В западной литературе нравственно-религиозные искания Паскаля обычно трактуются как результат его разочарования в науке, развивавшегося под воздействием житейских потрясений и невзгод. Б. Тарасов отстаивает совершенно иную версию. Он не задается наивным (для условий XVII века совершенно искусственным) вопросом, как великий естествоиспытатель мог быть одновременно и глубоко верующим человеком. В центре внимания оказывается куда более существенная проблема: почему в XVII столетии вера великого естествоиспытателя, всерьёз посвятившего себя религиозной философии, не могла не стать верой, обращающейся против догмы, против церковно-католического образа божества — утешительного и антропоморфного, казуистического и индульгентного.
Интересный замысел Б. Тарасова был бы, мне кажется, /40/ реализован более полно и убедительно, если бы автор уделил специальное внимание обновительным религиозным движениям XVI–XVII веков. В книге детально прослежена родословная почти каждого из научных (математических и физических) открытий Паскаля. Этого не скажешь, однако, о его философии человека.

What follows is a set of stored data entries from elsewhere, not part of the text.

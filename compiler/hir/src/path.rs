use crate::Ident;
use std::fmt;
use utility::Atom;

/// A resolved qualified path.
///
/// Paths are immutable and compared structurally. Structural equality is *not*
/// equality of denotation: two distinct paths may denote the same module through
/// an alias; collapsing such aliases is the business of the path normalizer.
#[derive(Clone, PartialEq, Eq, Hash)]
pub enum Path {
    /// A bare identifier.
    Ident(Ident),
    /// A projection `Path.member`.
    Dot(Box<Path>, Atom),
    /// A functor application `Path(Path)`.
    Apply(Box<Path>, Box<Path>),
}

impl Path {
    pub fn dot(self, member: Atom) -> Self {
        Self::Dot(Box::new(self), member)
    }

    pub fn apply(self, argument: Self) -> Self {
        Self::Apply(Box::new(self), Box::new(argument))
    }

    /// The leftmost identifier; for an application, the head of the functor side.
    pub fn head(&self) -> Ident {
        match self {
            Self::Ident(ident) => *ident,
            Self::Dot(prefix, _) => prefix.head(),
            Self::Apply(functor, _) => functor.head(),
        }
    }

    /// The display name of the final component.
    pub fn last(&self) -> Atom {
        match self {
            Self::Ident(ident) => ident.name(),
            Self::Dot(_, member) => *member,
            Self::Apply(functor, _) => functor.last(),
        }
    }

    /// Test if the path is rooted in a persistent unit.
    pub fn is_persistent_rooted(&self) -> bool {
        self.head().is_persistent()
    }

    pub fn contains_application(&self) -> bool {
        match self {
            Self::Ident(_) => false,
            Self::Dot(prefix, _) => prefix.contains_application(),
            Self::Apply(..) => true,
        }
    }
}

impl From<Ident> for Path {
    fn from(ident: Ident) -> Self {
        Self::Ident(ident)
    }
}

impl fmt::Display for Path {
    fn fmt(&self, f: &mut fmt::Formatter<'_>) -> fmt::Result {
        match self {
            Self::Ident(ident) => write!(f, "{ident}"),
            Self::Dot(prefix, member) => write!(f, "{prefix}.{member}"),
            Self::Apply(functor, argument) => write!(f, "{functor}({argument})"),
        }
    }
}

impl fmt::Debug for Path {
    fn fmt(&self, f: &mut fmt::Formatter<'_>) -> fmt::Result {
        match self {
            Self::Ident(ident) => write!(f, "{ident:?}"),
            Self::Dot(prefix, member) => write!(f, "{prefix:?}.{member}"),
            Self::Apply(functor, argument) => write!(f, "{functor:?}({argument:?})"),
        }
    }
}

/// An unresolved, name-based qualified reference.
///
/// This is what the surface language hands to lookups: plain names, to be
/// resolved against the current scope most-recent-first.
#[derive(Clone, PartialEq, Eq, Hash)]
pub enum NamePath {
    Name(Atom),
    Dot(Box<NamePath>, Atom),
    Apply(Box<NamePath>, Box<NamePath>),
}

impl NamePath {
    pub fn dot(self, member: Atom) -> Self {
        Self::Dot(Box::new(self), member)
    }

    pub fn apply(self, argument: Self) -> Self {
        Self::Apply(Box::new(self), Box::new(argument))
    }

    /// Parse a plain dotted reference like `A.B.c` (no applications).
    pub fn from_dotted(reference: &str) -> Self {
        let mut segments = reference.split('.');
        let mut path = Self::Name(Atom::from(segments.next().unwrap_or_default()));

        for segment in segments {
            path = path.dot(Atom::from(segment));
        }

        path
    }
}

impl From<Atom> for NamePath {
    fn from(name: Atom) -> Self {
        Self::Name(name)
    }
}

impl fmt::Display for NamePath {
    fn fmt(&self, f: &mut fmt::Formatter<'_>) -> fmt::Result {
        match self {
            Self::Name(name) => write!(f, "{name}"),
            Self::Dot(prefix, member) => write!(f, "{prefix}.{member}"),
            Self::Apply(functor, argument) => write!(f, "{functor}({argument})"),
        }
    }
}

impl fmt::Debug for NamePath {
    fn fmt(&self, f: &mut fmt::Formatter<'_>) -> fmt::Result {
        write!(f, "{self}")
    }
}

#[cfg(test)]
mod test {
    use super::*;

    #[test]
    fn path_head_traverses_applications() {
        let make = Ident::fresh(Atom::from("Make"));
        let arg = Ident::fresh(Atom::from("Arg"));
        let path = Path::from(make).apply(arg.into()).dot(Atom::from("t"));

        assert_eq!(path.head(), make);
        assert_eq!(path.last(), Atom::from("t"));
        assert!(path.contains_application());
    }

    #[test]
    fn display_of_applied_projection() {
        let path = Path::from(Ident::persistent(Atom::from("Set")))
            .dot(Atom::from("Make"))
            .apply(Ident::persistent(Atom::from("Ord")).into());

        assert_eq!(path.to_string(), "Set.Make(Ord)");
    }

    #[test]
    fn dotted_name_path_parsing() {
        assert_eq!(
            NamePath::from_dotted("A.B.c"),
            NamePath::Name(Atom::from("A"))
                .dot(Atom::from("B"))
                .dot(Atom::from("c")),
        );
    }
}
use crate::{
    ClassDecl, ClassTypeDecl, CtorDef, ExtensionDef, Ident, LabelDef, ModuleDecl, ModuleType,
    ModuleTypeDecl, Path, SigItem, Signature, TypeBody, TypeDecl, TypeExpr, ValueDescr,
};
use std::rc::Rc;
use utility::HashMap;

/// A substitution of paths for identifiers.
///
/// Substitution never mutates a declaration: applying one produces fresh
/// declarations, leaving every shared original untouched.
#[derive(Clone, Default)]
pub struct Subst {
    modules: HashMap<Ident, Path>,
    types: HashMap<Ident, Path>,
    module_types: HashMap<Ident, Path>,
}

impl Subst {
    pub fn identity() -> Self {
        Self::default()
    }

    pub fn is_identity(&self) -> bool {
        self.modules.is_empty() && self.types.is_empty() && self.module_types.is_empty()
    }

    pub fn add_module(&mut self, ident: Ident, path: Path) {
        self.modules.insert(ident, path);
    }

    pub fn add_type(&mut self, ident: Ident, path: Path) {
        self.types.insert(ident, path);
    }

    pub fn add_module_type(&mut self, ident: Ident, path: Path) {
        self.module_types.insert(ident, path);
    }

    pub fn module_path(&self, path: &Path) -> Path {
        match path {
            Path::Ident(ident) => self
                .modules
                .get(ident)
                .cloned()
                .unwrap_or_else(|| path.clone()),
            Path::Dot(prefix, member) => self.module_path(prefix).dot(*member),
            Path::Apply(functor, argument) => self
                .module_path(functor)
                .apply(self.module_path(argument)),
        }
    }

    pub fn type_path(&self, path: &Path) -> Path {
        match path {
            Path::Ident(ident) => self
                .types
                .get(ident)
                .cloned()
                .unwrap_or_else(|| path.clone()),
            Path::Dot(prefix, member) => self.module_path(prefix).dot(*member),
            Path::Apply(..) => self.module_path(path),
        }
    }

    pub fn module_type_path(&self, path: &Path) -> Path {
        match path {
            Path::Ident(ident) => self
                .module_types
                .get(ident)
                .cloned()
                .unwrap_or_else(|| path.clone()),
            Path::Dot(prefix, member) => self.module_path(prefix).dot(*member),
            Path::Apply(..) => self.module_path(path),
        }
    }

    pub fn type_expr(&self, ty: &TypeExpr) -> TypeExpr {
        match ty {
            TypeExpr::Var(name) => TypeExpr::Var(*name),
            TypeExpr::Arrow(domain, codomain) => {
                TypeExpr::arrow(self.type_expr(domain), self.type_expr(codomain))
            }
            TypeExpr::Tuple(elements) => {
                TypeExpr::Tuple(elements.iter().map(|ty| self.type_expr(ty)).collect())
            }
            TypeExpr::Constr(path, arguments) => TypeExpr::Constr(
                self.type_path(path),
                arguments.iter().map(|ty| self.type_expr(ty)).collect(),
            ),
        }
    }

    pub fn value_descr(&self, descr: &ValueDescr) -> ValueDescr {
        ValueDescr {
            ty: self.type_expr(&descr.ty),
            kind: descr.kind.clone(),
        }
    }

    pub fn type_decl(&self, decl: &TypeDecl) -> TypeDecl {
        TypeDecl {
            params: decl.params.clone(),
            manifest: decl.manifest.as_ref().map(|ty| self.type_expr(ty)),
            body: match &decl.body {
                TypeBody::Abstract => TypeBody::Abstract,
                TypeBody::Variant(ctors) => TypeBody::Variant(
                    ctors
                        .iter()
                        .map(|ctor| CtorDef {
                            name: ctor.name,
                            args: ctor.args.iter().map(|ty| self.type_expr(ty)).collect(),
                        })
                        .collect(),
                ),
                TypeBody::Record(labels) => TypeBody::Record(
                    labels
                        .iter()
                        .map(|label| LabelDef {
                            name: label.name,
                            mutable: label.mutable,
                            ty: self.type_expr(&label.ty),
                        })
                        .collect(),
                ),
            },
        }
    }

    pub fn extension_def(&self, def: &ExtensionDef) -> ExtensionDef {
        ExtensionDef {
            owner: self.type_path(&def.owner),
            args: def.args.iter().map(|ty| self.type_expr(ty)).collect(),
        }
    }

    pub fn class_decl(&self, decl: &ClassDecl) -> ClassDecl {
        ClassDecl {
            ty: self.type_expr(&decl.ty),
        }
    }

    pub fn class_type_decl(&self, decl: &ClassTypeDecl) -> ClassTypeDecl {
        ClassTypeDecl {
            ty: self.type_expr(&decl.ty),
        }
    }

    pub fn module_decl(&self, decl: &ModuleDecl) -> ModuleDecl {
        ModuleDecl {
            ty: self.module_type(&decl.ty),
        }
    }

    pub fn module_type_decl(&self, decl: &ModuleTypeDecl) -> ModuleTypeDecl {
        ModuleTypeDecl {
            body: decl.body.as_ref().map(|body| self.module_type(body)),
        }
    }

    pub fn module_type(&self, ty: &Rc<ModuleType>) -> Rc<ModuleType> {
        if self.is_identity() {
            return Rc::clone(ty);
        }

        match &**ty {
            ModuleType::Ident(path) => Rc::new(ModuleType::Ident(self.module_type_path(path))),
            ModuleType::Signature(items) => {
                Rc::new(ModuleType::Signature(Rc::new(self.signature(items))))
            }
            // Formal parameters are alpha-distinct, there is no capture to avoid.
            ModuleType::Functor {
                param,
                param_ty,
                result,
            } => Rc::new(ModuleType::Functor {
                param: *param,
                param_ty: param_ty.as_ref().map(|ty| self.module_type(ty)),
                result: self.module_type(result),
            }),
            ModuleType::Alias(path) => Rc::new(ModuleType::Alias(self.module_path(path))),
        }
    }

    pub fn signature(&self, items: &Signature) -> Signature {
        items
            .iter()
            .map(|item| match item {
                SigItem::Value(ident, descr) => {
                    SigItem::Value(*ident, Rc::new(self.value_descr(descr)))
                }
                SigItem::Type(ident, decl) => SigItem::Type(*ident, Rc::new(self.type_decl(decl))),
                SigItem::Extension(ident, def) => {
                    SigItem::Extension(*ident, Rc::new(self.extension_def(def)))
                }
                SigItem::Module(ident, decl) => {
                    SigItem::Module(*ident, Rc::new(self.module_decl(decl)))
                }
                SigItem::ModuleType(ident, decl) => {
                    SigItem::ModuleType(*ident, Rc::new(self.module_type_decl(decl)))
                }
                SigItem::Class(ident, decl) => {
                    SigItem::Class(*ident, Rc::new(self.class_decl(decl)))
                }
                SigItem::ClassType(ident, decl) => {
                    SigItem::ClassType(*ident, Rc::new(self.class_type_decl(decl)))
                }
            })
            .collect()
    }

    /// The substitution equivalent to applying `self` first and `other` second.
    #[must_use]
    pub fn compose(&self, other: &Subst) -> Subst {
        let mut composed = other.clone();

        for (&ident, path) in &self.modules {
            composed.modules.insert(ident, other.module_path(path));
        }
        for (&ident, path) in &self.types {
            composed.types.insert(ident, other.type_path(path));
        }
        for (&ident, path) in &self.module_types {
            composed
                .module_types
                .insert(ident, other.module_type_path(path));
        }

        composed
    }
}

#[cfg(test)]
mod test {
    use super::*;
    use utility::Atom;

    #[test]
    fn substitution_rewrites_type_constructor_heads() {
        let t = Ident::fresh(Atom::from("t"));
        let root = Path::Ident(Ident::persistent(Atom::from("M")));

        let mut subst = Subst::identity();
        subst.add_type(t, root.clone().dot(Atom::from("t")));

        let ty = TypeExpr::constr(Path::Ident(t), Vec::new());

        assert_eq!(subst.type_expr(&ty).to_string(), "M.t");
    }

    #[test]
    fn substitution_produces_fresh_declarations() {
        let m = Ident::fresh(Atom::from("Inner"));
        let original = Rc::new(ModuleType::Alias(Path::Ident(m)));

        let mut subst = Subst::identity();
        subst.add_module(m, Path::Ident(Ident::persistent(Atom::from("Outer"))));

        let substituted = subst.module_type(&original);

        assert!(!Rc::ptr_eq(&original, &substituted));
        assert!(matches!(&*original, ModuleType::Alias(Path::Ident(ident)) if *ident == m));
    }

    #[test]
    fn composition_applies_left_then_right() {
        let a = Ident::fresh(Atom::from("A"));
        let b = Ident::fresh(Atom::from("B"));
        let c = Path::Ident(Ident::persistent(Atom::from("C")));

        let mut first = Subst::identity();
        first.add_module(a, Path::Ident(b));
        let mut second = Subst::identity();
        second.add_module(b, c.clone());

        let composed = first.compose(&second);

        assert_eq!(composed.module_path(&Path::Ident(a)), c);
        assert_eq!(composed.module_path(&Path::Ident(b)), c);
    }
}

Специфический контекст, в котором она родилась, сужен автором до полемики между янсенистами и иезуитами. Между тем антропология Паскаля имеет глубокие и мощные культурно-исторические истоки: она черпает силу из недр Реформации.
В популярной литературе Реформация чаще всего трактуется как эпоха рождения протестантских вероисповеданий, как их бурная и смутная предыстория. Между тем ее действительные культурно-исторические результаты куда более внушительны.
Реформация не резюмируется в протестантизме. Это несомненно даже с узкоконфессиональной точки зрения. После догматического и организационного оформления трех протестантских церквей (лютеранской, кальвинистской и анабаптистской) реформационное движение обретает «второе дыхание». На историческую арену выходят течения, смешивающие все конфессиональные классификации: социниане, пиетисты, гернгутеры, квакеры, унитарии. Реформация перемахивает через стены, воздвигнутые контрреформацией, и порождает внутри самой католической религии течения, подобные янсенизму (к числу янсенистов принадлежал и Паскаль).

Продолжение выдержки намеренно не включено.